Items from a data source
__________________________________________________
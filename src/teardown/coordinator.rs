// ABOUTME: Runs the four reclamation steps for one PR.
// ABOUTME: A failing step is recorded in the report and never stops the next one.

use std::collections::{BTreeMap, BTreeSet};
use std::path::PathBuf;

use futures::future::join_all;

use super::processes::{ProcessError, ProcessOps};
use super::report::{TeardownReport, TeardownStep, TerminatedProcess};
use crate::build::ImageOps;
use crate::cluster::NamespaceOps;
use crate::ports::PortAllocator;
use crate::state_files;
use crate::types::{NamespaceName, PrNumber};

#[derive(Debug, Clone)]
pub struct TeardownCoordinator {
    registry_namespace: String,
    state_dir: PathBuf,
    ports: PortAllocator,
}

impl TeardownCoordinator {
    pub fn new(
        registry_namespace: impl Into<String>,
        state_dir: impl Into<PathBuf>,
        ports: PortAllocator,
    ) -> Self {
        Self {
            registry_namespace: registry_namespace.into(),
            state_dir: state_dir.into(),
            ports,
        }
    }

    /// Remove everything belonging to `pr`. Failures end up in the report.
    ///
    /// Only namespaces named exactly `pr-{n}` or `pr-{n}-{k}` are deleted.
    /// A namespace that merely contains the name, such as `foo-pr-42`, is
    /// left alone.
    pub async fn teardown<C, I, P>(
        &self,
        cluster: &C,
        images: &I,
        processes: &P,
        pr: PrNumber,
    ) -> TeardownReport
    where
        C: NamespaceOps + ?Sized,
        I: ImageOps + ?Sized,
        P: ProcessOps + ?Sized,
    {
        tracing::info!(pr = %pr, "tearing down previews");
        let mut report = TeardownReport::new(pr);

        self.remove_namespaces(cluster, pr, &mut report).await;
        self.remove_images(images, pr, &mut report).await;
        self.stop_processes(processes, pr, &mut report).await;
        self.remove_files(pr, &mut report);

        tracing::info!(
            pr = %pr,
            status = ?report.status,
            namespaces = report.namespaces.len(),
            images = report.images.len(),
            processes = report.processes.len(),
            files = report.files.len(),
            "teardown finished"
        );
        report
    }

    async fn remove_namespaces<C: NamespaceOps + ?Sized>(
        &self,
        cluster: &C,
        pr: PrNumber,
        report: &mut TeardownReport,
    ) {
        let names = match cluster.list_namespaces().await {
            Ok(names) => names,
            Err(e) => {
                report.fail(TeardownStep::Namespaces, "namespace list", e);
                return;
            }
        };

        for name in names
            .into_iter()
            .filter(|name| NamespaceName::matches_pr(name, pr))
        {
            match cluster.delete_namespace(&name).await {
                Ok(()) => report.namespaces.push(name),
                Err(e) => report.fail(TeardownStep::Namespaces, name, e),
            }
        }
    }

    async fn remove_images<I: ImageOps + ?Sized>(
        &self,
        images: &I,
        pr: PrNumber,
        report: &mut TeardownReport,
    ) {
        let prefix = format!("{}/", self.registry_namespace);
        let found = match images.list_images(&prefix).await {
            Ok(found) => found,
            Err(e) => {
                report.fail(TeardownStep::Images, "image list", e);
                return;
            }
        };

        let tag = pr.tag();
        for image in found
            .into_iter()
            .filter(|image| image.repository().starts_with(&prefix) && image.tag() == tag)
        {
            match images.remove_image(&image).await {
                Ok(()) => report.images.push(image.to_string()),
                Err(e) => report.fail(TeardownStep::Images, image.to_string(), e),
            }
        }
    }

    async fn stop_processes<P: ProcessOps + ?Sized>(
        &self,
        processes: &P,
        pr: PrNumber,
        report: &mut TeardownReport,
    ) {
        let files = match state_files::files_for_pr(&self.state_dir, pr) {
            Ok(files) => files,
            Err(e) => {
                report.fail(TeardownStep::Processes, self.state_dir.display().to_string(), e);
                Vec::new()
            }
        };

        // pid -> port it was found on, if any
        let mut targets: BTreeMap<u32, Option<u16>> = BTreeMap::new();
        let mut ports: BTreeSet<u16> = self.ports.deterministic_ports(pr);

        for (_, record) in state_files::read_records(&files) {
            targets.entry(record.pid).or_insert(record.local_port);
            ports.extend(record.local_port);
        }

        let lookups = join_all(ports.iter().map(|port| processes.listening_pids(*port))).await;
        for (port, lookup) in ports.iter().zip(lookups) {
            match lookup {
                Ok(pids) => {
                    for pid in pids {
                        targets.insert(pid, Some(*port));
                    }
                }
                Err(e) => report.fail(TeardownStep::Processes, format!("port {port}"), e),
            }
        }

        let own_pid = std::process::id();
        for (pid, port) in targets {
            if pid == own_pid {
                continue;
            }
            match processes.terminate(pid).await {
                Ok(()) => report.processes.push(TerminatedProcess { pid, port }),
                Err(ProcessError::NotRunning(_)) => {
                    tracing::debug!(pid, "recorded process already gone");
                }
                Err(e) => report.fail(TeardownStep::Processes, format!("pid {pid}"), e),
            }
        }
    }

    fn remove_files(&self, pr: PrNumber, report: &mut TeardownReport) {
        let files = match state_files::files_for_pr(&self.state_dir, pr) {
            Ok(files) => files,
            Err(e) => {
                report.fail(TeardownStep::Files, self.state_dir.display().to_string(), e);
                return;
            }
        };

        for path in files {
            match std::fs::remove_file(&path) {
                Ok(()) => report.files.push(path),
                Err(e) => report.fail(TeardownStep::Files, path.display().to_string(), e),
            }
        }
    }
}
__________________________________________________
Your task is to restate every record word for word.

filename src/teardown/coordinator.rs
// ABOUTME: Runs the four reclamation steps for one PR.
// ABOUTME: A failing step is recorded in the report and never stops the next one.

use std::collections::{BTreeMap, BTreeSet};
use std::path::PathBuf;

use futures::future::join_all;

use super::processes::{ProcessError, ProcessOps};
use super::report::{TeardownReport, TeardownStep, TerminatedProcess};
use crate::build::ImageOps;
use crate::cluster::NamespaceOps;
use crate::ports::PortAllocator;
use crate::state_files;
use crate::types::{NamespaceName, PrNumber};

#[derive(Debug, Clone)]
pub struct TeardownCoordinator {
    registry_namespace: String,
    state_dir: PathBuf,
    ports: PortAllocator,
}

impl TeardownCoordinator {
    pub fn new(
        registry_namespace: impl Into<String>,
        state_dir: impl Into<PathBuf>,
        ports: PortAllocator,
    ) -> Self {
        Self {
            registry_namespace: registry_namespace.into(),
            state_dir: state_dir.into(),
            ports,
        }
    }

    /// Remove everything belonging to `pr`. Failures end up in the report.
    ///
    /// Only namespaces named exactly `pr-{n}` or `pr-{n}-{k}` are deleted.
    /// A namespace that merely contains the name, such as `foo-pr-42`, is
    /// left alone.
    pub async fn teardown<C, I, P>(
        &self,
        cluster: &C,
        images: &I,
        processes: &P,
        pr: PrNumber,
    ) -> TeardownReport
    where
        C: NamespaceOps + ?Sized,
        I: ImageOps + ?Sized,
        P: ProcessOps + ?Sized,
    {
        tracing::info!(pr = %pr, "tearing down previews");
        let mut report = TeardownReport::new(pr);

        self.remove_namespaces(cluster, pr, &mut report).await;
        self.remove_images(images, pr, &mut report).await;
        self.stop_processes(processes, pr, &mut report).await;
        self.remove_files(pr, &mut report);

        tracing::info!(
            pr = %pr,
            status = ?report.status,
            namespaces = report.namespaces.len(),
            images = report.images.len(),
            processes = report.processes.len(),
            files = report.files.len(),
            "teardown finished"
        );
        report
    }

    async fn remove_namespaces<C: NamespaceOps + ?Sized>(
        &self,
        cluster: &C,
        pr: PrNumber,
        report: &mut TeardownReport,
    ) {
        let names = match cluster.list_namespaces().await {
            Ok(names) => names,
            Err(e) => {
                report.fail(TeardownStep::Namespaces, "namespace list", e);
                return;
            }
        };

        for name in names
            .into_iter()
            .filter(|name| NamespaceName::matches_pr(name, pr))
        {
            match cluster.delete_namespace(&name).await {
                Ok(()) => report.namespaces.push(name),
                Err(e) => report.fail(TeardownStep::Namespaces, name, e),
            }
        }
    }

    async fn remove_images<I: ImageOps + ?Sized>(
        &self,
        images: &I,
        pr: PrNumber,
        report: &mut TeardownReport,
    ) {
        let prefix = format!("{}/", self.registry_namespace);
        let found = match images.list_images(&prefix).await {
            Ok(found) => found,
            Err(e) => {
                report.fail(TeardownStep::Images, "image list", e);
                return;
            }
        };

        let tag = pr.tag();
        for image in found
            .into_iter()
            .filter(|image| image.repository().starts_with(&prefix) && image.tag() == tag)
        {
            match images.remove_image(&image).await {
                Ok(()) => report.images.push(image.to_string()),
                Err(e) => report.fail(TeardownStep::Images, image.to_string(), e),
            }
        }
    }

    async fn stop_processes<P: ProcessOps + ?Sized>(
        &self,
        processes: &P,
        pr: PrNumber,
        report: &mut TeardownReport,
    ) {
        let files = match state_files::files_for_pr(&self.state_dir, pr) {
            Ok(files) => files,
            Err(e) => {
                report.fail(TeardownStep::Processes, self.state_dir.display().to_string(), e);
                Vec::new()
            }
        };

        // pid -> port it was found on, if any
        let mut targets: BTreeMap<u32, Option<u16>> = BTreeMap::new();
        let mut ports: BTreeSet<u16> = self.ports.deterministic_ports(pr);

        for (_, record) in state_files::read_records(&files) {
            targets.entry(record.pid).or_insert(record.local_port);
            ports.extend(record.local_port);
        }

        let lookups = join_all(ports.iter().map(|port| processes.listening_pids(*port))).await;
        for (port, lookup) in ports.iter().zip(lookups) {
            match lookup {
                Ok(pids) => {
                    for pid in pids {
                        targets.insert(pid, Some(*port));
                    }
                }
                Err(e) => report.fail(TeardownStep::Processes, format!("port {port}"), e),
            }
        }

        let own_pid = std::process::id();
        for (pid, port) in targets {
            if pid == own_pid {
                continue;
            }
            match processes.terminate(pid).await {
                Ok(()) => report.processes.push(TerminatedProcess { pid, port }),
                Err(ProcessError::NotRunning(_)) => {
                    tracing::debug!(pid, "recorded process already gone");
                }
                Err(e) => report.fail(TeardownStep::Processes, format!("pid {pid}"), e),
            }
        }
    }

    fn remove_files(&self, pr: PrNumber, report: &mut TeardownReport) {
        let files = match state_files::files_for_pr(&self.state_dir, pr) {
            Ok(files) => files,
            Err(e) => {
                report.fail(TeardownStep::Files, self.state_dir.display().to_string(), e);
                return;
            }
        };

        for path in files {
            match std::fs::remove_file(&path) {
                Ok(()) => report.files.push(path),
                Err(e) => report.fail(TeardownStep::Files, path.display().to_string(), e),
            }
        }
    }
}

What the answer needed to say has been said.